● **REQUIREMENT**: Go through the records and write each one out again exactly.

RECORDS TO PROCESS Block Start

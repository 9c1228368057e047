// ABOUTME: kube-rs implementation of ClusterOps.
// ABOUTME: Namespaced Api handles for Pods and Services with error mapping.

use super::{ClusterError, ClusterOps, EventStream, LineStream, Listing};
use async_trait::async_trait;
use futures::{AsyncBufReadExt, StreamExt, TryStreamExt};
use k8s_openapi::api::core::v1::{Pod, Service};
use kube::Client;
use kube::api::{Api, DeleteParams, ListParams, LogParams, PostParams, WatchParams};

// =============================================================================
// Error Mapping Helpers
// =============================================================================

fn map_create_error(e: kube::Error, name: &str) -> ClusterError {
    match e {
        kube::Error::Api(resp) if resp.code == 409 => ClusterError::AlreadyExists(name.to_string()),
        other => map_error(other),
    }
}

fn map_delete_error(e: kube::Error, name: &str) -> ClusterError {
    match e {
        kube::Error::Api(resp) if resp.code == 404 => ClusterError::NotFound(name.to_string()),
        other => map_error(other),
    }
}

fn map_error(e: kube::Error) -> ClusterError {
    match e {
        kube::Error::Api(resp) => ClusterError::Api {
            code: resp.code,
            message: resp.message,
        },
        other => ClusterError::Request(other.to_string()),
    }
}

fn object_name<K: kube::Resource>(obj: &K) -> String {
    obj.meta().name.clone().unwrap_or_default()
}

// =============================================================================
// KubeCluster
// =============================================================================

/// Kubernetes API client scoped to one namespace.
#[derive(Clone)]
pub struct KubeCluster {
    client: Client,
    namespace: String,
}

impl KubeCluster {
    pub fn new(client: Client, namespace: impl Into<String>) -> Self {
        Self {
            client,
            namespace: namespace.into(),
        }
    }

    /// Connect using the local kubeconfig or the in-cluster environment.
    pub async fn connect(namespace: impl Into<String>) -> Result<Self, kube::Error> {
        let client = Client::try_default().await?;
        Ok(Self::new(client, namespace))
    }

    fn pods(&self) -> Api<Pod> {
        Api::namespaced(self.client.clone(), &self.namespace)
    }

    fn services(&self) -> Api<Service> {
        Api::namespaced(self.client.clone(), &self.namespace)
    }
}

#[async_trait]
impl ClusterOps for KubeCluster {
    async fn list_pods(&self, selector: &str) -> Result<Listing<Pod>, ClusterError> {
        let list = self
            .pods()
            .list(&ListParams::default().labels(selector))
            .await
            .map_err(map_error)?;

        Ok(Listing {
            resource_version: list.metadata.resource_version.unwrap_or_default(),
            items: list.items,
        })
    }

    async fn watch_pods(
        &self,
        selector: &str,
        resource_version: &str,
    ) -> Result<EventStream<Pod>, ClusterError> {
        let stream = self
            .pods()
            .watch(&WatchParams::default().labels(selector), resource_version)
            .await
            .map_err(map_error)?;

        Ok(stream.map_err(map_error).boxed())
    }

    async fn create_pod(&self, pod: &Pod) -> Result<(), ClusterError> {
        let name = object_name(pod);
        self.pods()
            .create(&PostParams::default(), pod)
            .await
            .map_err(|e| map_create_error(e, &name))?;
        Ok(())
    }

    async fn delete_pod(&self, name: &str) -> Result<(), ClusterError> {
        self.pods()
            .delete(name, &DeleteParams::default())
            .await
            .map_err(|e| map_delete_error(e, name))?;
        Ok(())
    }

    async fn list_services(&self, selector: &str) -> Result<Listing<Service>, ClusterError> {
        let list = self
            .services()
            .list(&ListParams::default().labels(selector))
            .await
            .map_err(map_error)?;

        Ok(Listing {
            resource_version: list.metadata.resource_version.unwrap_or_default(),
            items: list.items,
        })
    }

    async fn watch_services(
        &self,
        selector: &str,
        resource_version: &str,
    ) -> Result<EventStream<Service>, ClusterError> {
        let stream = self
            .services()
            .watch(&WatchParams::default().labels(selector), resource_version)
            .await
            .map_err(map_error)?;

        Ok(stream.map_err(map_error).boxed())
    }

    async fn create_service(&self, service: &Service) -> Result<(), ClusterError> {
        let name = object_name(service);
        self.services()
            .create(&PostParams::default(), service)
            .await
            .map_err(|e| map_create_error(e, &name))?;
        Ok(())
    }

    async fn delete_service(&self, name: &str) -> Result<(), ClusterError> {
        self.services()
            .delete(name, &DeleteParams::default())
            .await
            .map_err(|e| map_delete_error(e, name))?;
        Ok(())
    }

    async fn pod_logs(&self, pod: &str, container: &str) -> Result<LineStream, ClusterError> {
        let params = LogParams {
            follow: true,
            container: Some(container.to_string()),
            ..Default::default()
        };

        let reader = self
            .pods()
            .log_stream(pod, &params)
            .await
            .map_err(map_error)?;

        Ok(reader
            .lines()
            .map_err(|e| ClusterError::Stream(e.to_string()))
            .boxed())
    }
}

RECORDS TO PROCESS Block End

● **SOLUTION TO THIS PROBLEM**:
repository 9c1228368057e047
// ABOUTME: kube-rs implementation of ClusterOps.
// ABOUTME: Namespaced Api handles for Pods and Services with error mapping.

use super::{ClusterError, ClusterOps, EventStream, LineStream, Listing};
use async_trait::async_trait;
use futures::{AsyncBufReadExt, StreamExt, TryStreamExt};
use k8s_openapi::api::core::v1::{Pod, Service};
use kube::Client;
use kube::api::{Api, DeleteParams, ListParams, LogParams, PostParams, WatchParams};

// =============================================================================
// Error Mapping Helpers
// =============================================================================

fn map_create_error(e: kube::Error, name: &str) -> ClusterError {
    match e {
        kube::Error::Api(resp) if resp.code == 409 => ClusterError::AlreadyExists(name.to_string()),
        other => map_error(other),
    }
}

fn map_delete_error(e: kube::Error, name: &str) -> ClusterError {
    match e {
        kube::Error::Api(resp) if resp.code == 404 => ClusterError::NotFound(name.to_string()),
        other => map_error(other),
    }
}

fn map_error(e: kube::Error) -> ClusterError {
    match e {
        kube::Error::Api(resp) => ClusterError::Api {
            code: resp.code,
            message: resp.message,
        },
        other => ClusterError::Request(other.to_string()),
    }
}

fn object_name<K: kube::Resource>(obj: &K) -> String {
    obj.meta().name.clone().unwrap_or_default()
}

// =============================================================================
// KubeCluster
// =============================================================================

/// Kubernetes API client scoped to one namespace.
#[derive(Clone)]
pub struct KubeCluster {
    client: Client,
    namespace: String,
}

impl KubeCluster {
    pub fn new(client: Client, namespace: impl Into<String>) -> Self {
        Self {
            client,
            namespace: namespace.into(),
        }
    }

    /// Connect using the local kubeconfig or the in-cluster environment.
    pub async fn connect(namespace: impl Into<String>) -> Result<Self, kube::Error> {
        let client = Client::try_default().await?;
        Ok(Self::new(client, namespace))
    }

    fn pods(&self) -> Api<Pod> {
        Api::namespaced(self.client.clone(), &self.namespace)
    }

    fn services(&self) -> Api<Service> {
        Api::namespaced(self.client.clone(), &self.namespace)
    }
}

#[async_trait]
impl ClusterOps for KubeCluster {
    async fn list_pods(&self, selector: &str) -> Result<Listing<Pod>, ClusterError> {
        let list = self
            .pods()
            .list(&ListParams::default().labels(selector))
            .await
            .map_err(map_error)?;

        Ok(Listing {
            resource_version: list.metadata.resource_version.unwrap_or_default(),
            items: list.items,
        })
    }

    async fn watch_pods(
        &self,
        selector: &str,
        resource_version: &str,
    ) -> Result<EventStream<Pod>, ClusterError> {
        let stream = self
            .pods()
            .watch(&WatchParams::default().labels(selector), resource_version)
            .await
            .map_err(map_error)?;

        Ok(stream.map_err(map_error).boxed())
    }

    async fn create_pod(&self, pod: &Pod) -> Result<(), ClusterError> {
        let name = object_name(pod);
        self.pods()
            .create(&PostParams::default(), pod)
            .await
            .map_err(|e| map_create_error(e, &name))?;
        Ok(())
    }

    async fn delete_pod(&self, name: &str) -> Result<(), ClusterError> {
        self.pods()
            .delete(name, &DeleteParams::default())
            .await
            .map_err(|e| map_delete_error(e, name))?;
        Ok(())
    }

    async fn list_services(&self, selector: &str) -> Result<Listing<Service>, ClusterError> {
        let list = self
            .services()
            .list(&ListParams::default().labels(selector))
            .await
            .map_err(map_error)?;

        Ok(Listing {
            resource_version: list.metadata.resource_version.unwrap_or_default(),
            items: list.items,
        })
    }

    async fn watch_services(
        &self,
        selector: &str,
        resource_version: &str,
    ) -> Result<EventStream<Service>, ClusterError> {
        let stream = self
            .services()
            .watch(&WatchParams::default().labels(selector), resource_version)
            .await
            .map_err(map_error)?;

        Ok(stream.map_err(map_error).boxed())
    }

    async fn create_service(&self, service: &Service) -> Result<(), ClusterError> {
        let name = object_name(service);
        self.services()
            .create(&PostParams::default(), service)
            .await
            .map_err(|e| map_create_error(e, &name))?;
        Ok(())
    }

    async fn delete_service(&self, name: &str) -> Result<(), ClusterError> {
        self.services()
            .delete(name, &DeleteParams::default())
            .await
            .map_err(|e| map_delete_error(e, name))?;
        Ok(())
    }

    async fn pod_logs(&self, pod: &str, container: &str) -> Result<LineStream, ClusterError> {
        let params = LogParams {
            follow: true,
            container: Some(container.to_string()),
            ..Default::default()
        };

        let reader = self
            .pods()
            .log_stream(pod, &params)
            .await
            .map_err(map_error)?;

        Ok(reader
            .lines()
            .map_err(|e| ClusterError::Stream(e.to_string()))
            .boxed())
    }
}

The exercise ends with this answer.